The compiler may insert invisible padding bytes between fields to satisfy alignment
requirements of the hardware.
struct example {
char a; // 1 byte
// 3 bytes padding (to align 'b' to a 4-byte boundary)
int b; // 4 bytes
char c; // 1 byte
// 3 bytes padding (to make total size a multiple of 4)
};
// sizeof(struct example) == 12, NOT 6
Memory picture:
Offset 0: [ a ][ pad ][ pad ][ pad ]
Offset 4: [ b ][ b ][ b ][ b ]
Offset 8: [ c ][ pad ][ pad ][ pad ]
You can always ask the compiler where a field lives with offsetof:
offsetof(struct example, b) // -> 4
offsetof(struct example, c) // -> 8
2. Union Memory Layout
A union is different. All members share the same starting address (offset 0).
The union is sized to fit the largest member.
union variant {
int i; // 4 bytes
short s; // 2 bytes
char c; // 1 byte
};
// sizeof(union variant) == 4
Memory picture - all three members overlap:
Offset 0: [ i/s/c ][ i ][ i ][ i ]
^ same address, different interpretation
Unions are commonly used when you want one memory region to be interpreted as different types depending on context: a tagged union, a type-punning trick, or a protocol message that can carry different payloads.
union data {
int x;
char bytes[4];
};
union data d = { .x = 65 };
printf("%d\n", d.x); // interpret as int
printf("%d\n", d.bytes[0]); // interpret as first byte
All union members begin at offset 0, so the same memory can be interpreted in different ways.
3. Flexible Array Members (FAMs)
A flexible array member is a zero-length array declared as the last field of a struct.
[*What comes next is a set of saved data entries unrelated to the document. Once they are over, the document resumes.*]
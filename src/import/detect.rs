// ABOUTME: Format auto-detection from the first bytes of an upload

use super::session::DataFormat;

const UTF8_BOM: &[u8] = b"\xEF\xBB\xBF";

/// Guess the format of `buffer`
///
/// `Ok(None)` means more bytes are needed. Structured and markup input is
/// recognised by its first non-blank byte; delimited input by the first
/// complete non-blank line, which must contain a tab or a comma.
pub fn detect_format(buffer: &[u8], eof: bool) -> Result<Option<DataFormat>, String> {
    let buffer = buffer.strip_prefix(UTF8_BOM).unwrap_or(buffer);
    let Some(start) = buffer.iter().position(|b| !b.is_ascii_whitespace()) else {
        return Ok(None);
    };

    match buffer[start] {
        b'{' | b'[' => return Ok(Some(DataFormat::Json)),
        b'<' => return Ok(Some(DataFormat::Xml)),
        _ => {}
    }

    let rest = &buffer[start..];
    let line = match rest.iter().position(|b| *b == b'\n') {
        Some(end) => &rest[..end],
        None if eof => rest,
        None => return Ok(None),
    };

    if line.contains(&b'\t') {
        Ok(Some(DataFormat::Tsv))
    } else if line.contains(&b',') {
        Ok(Some(DataFormat::Csv))
    } else {
        Err("cannot detect the input format: the first line has neither tabs nor commas; \
             specify format explicitly"
            .to_string())
    }
}

#[cfg(test)]
mod tests {
    use super::*;

    #[test]
    fn test_structured_and_markup() {
        assert_eq!(detect_format(b"  [{\"a\":1}", false), Ok(Some(DataFormat::Json)));
        assert_eq!(detect_format(b"\xEF\xBB\xBF{", false), Ok(Some(DataFormat::Json)));
        assert_eq!(detect_format(b"\n<?xml version", false), Ok(Some(DataFormat::Xml)));
    }

    #[test]
    fn test_delimited_needs_a_complete_line() {
        assert_eq!(detect_format(b"id,name", false), Ok(None));
        assert_eq!(detect_format(b"id,name", true), Ok(Some(DataFormat::Csv)));
        assert_eq!(detect_format(b"\n\nid\tname\n1\tx", false), Ok(Some(DataFormat::Tsv)));
        assert_eq!(detect_format(b"   \n", false), Ok(None));
    }

    #[test]
    fn test_ambiguous_line_is_an_error() {
        assert!(detect_format(b"just words\n", false).is_err());
    }
}
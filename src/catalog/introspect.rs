// ABOUTME: Populates catalog snapshots from pg_catalog for one database or the whole server
// ABOUTME: Per-object detail failures are recorded in the snapshot instead of aborting the scan

use super::model::*;
use super::snapshot::CatalogSnapshot;
use super::type_cache::TypeCache;
use crate::postgres::get_installed_extensions;
use anyhow::{bail, Context, Result};
use tokio_postgres::GenericClient;

/// Oldest server we can introspect (`pg_trigger.tgparentid` appeared in 13)
pub const MIN_SERVER_VERSION: i32 = 130000;

const EXTENSION_MEMBER: &str = "NOT EXISTS (
    SELECT 1 FROM pg_catalog.pg_depend dep
    WHERE dep.classid = '{catalog}'::regclass AND dep.objid = {oid} AND dep.deptype = 'e')";

fn not_extension_member(catalog: &str, oid: &str) -> String {
    EXTENSION_MEMBER
        .replace("{catalog}", catalog)
        .replace("{oid}", oid)
}

/// Read `server_version_num` and refuse servers older than [`MIN_SERVER_VERSION`]
pub async fn check_server_version<C: GenericClient + Sync>(client: &C) -> Result<i32> {
    let row = client
        .query_one("SHOW server_version_num", &[])
        .await
        .context("Failed to query server version")?;
    let raw: String = row.get(0);
    let version: i32 = raw
        .trim()
        .parse()
        .with_context(|| format!("Unexpected server_version_num '{}'", raw))?;

    if version < MIN_SERVER_VERSION {
        bail!(
            "PostgreSQL server version {} is too old; version 13 or newer is required",
            version
        );
    }
    Ok(version)
}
It acts as a variable-length tail allowing you to allocate extra memory beyond the struct’s fixed size and access it through the FAM.
Normally every field in a struct has a fixed, known size. But sometimes you don’t know at compile time how much data a struct needs to carry. Think of a network packet, a kernel message, or a string with a length header.
The naive solution is to pre-allocate a large fixed buffer:
struct message {
int length;
char data[1024]; // wastes memory for small messages
};
This wastes memory for small messages and breaks for large ones. FAMs solve this cleanly.
The Syntax
struct message {
int length;
char data[]; // <- flexible array member, no size given
};
data[] has no fixed size. It is a placeholder that says: “there will be bytes here, how many depends on how much memory you allocate.”
How You Use It
int n = 5;
struct message *msg = malloc(sizeof(struct message) + n);
msg->length = n;
msg->data[0] = 'H';
msg->data[1] = 'e';
msg->data[2] = 'l';
msg->data[3] = 'l';
msg->data[4] = 'o';
Memory picture:
sizeof(struct message)
<-------------------->
[ length (4 bytes) ][ H ][ e ][ l ][ l ][ o ]
^
data[] starts here
(extra bytes you malloc'd)
The struct’s fixed part (length) is followed immediately by the extra bytes you allocated. data[] just gives you a typed pointer into that region. No copying, no indirection.
The Hard Rule
The C standard requires FAMs to be the last field in a struct. This is not a style guideline; it is enforced by the compiler.
struct broken {
char data[]; // <- FAM not at end
int length; // <- compiler error
};
This rule is the root of the problem we explore next.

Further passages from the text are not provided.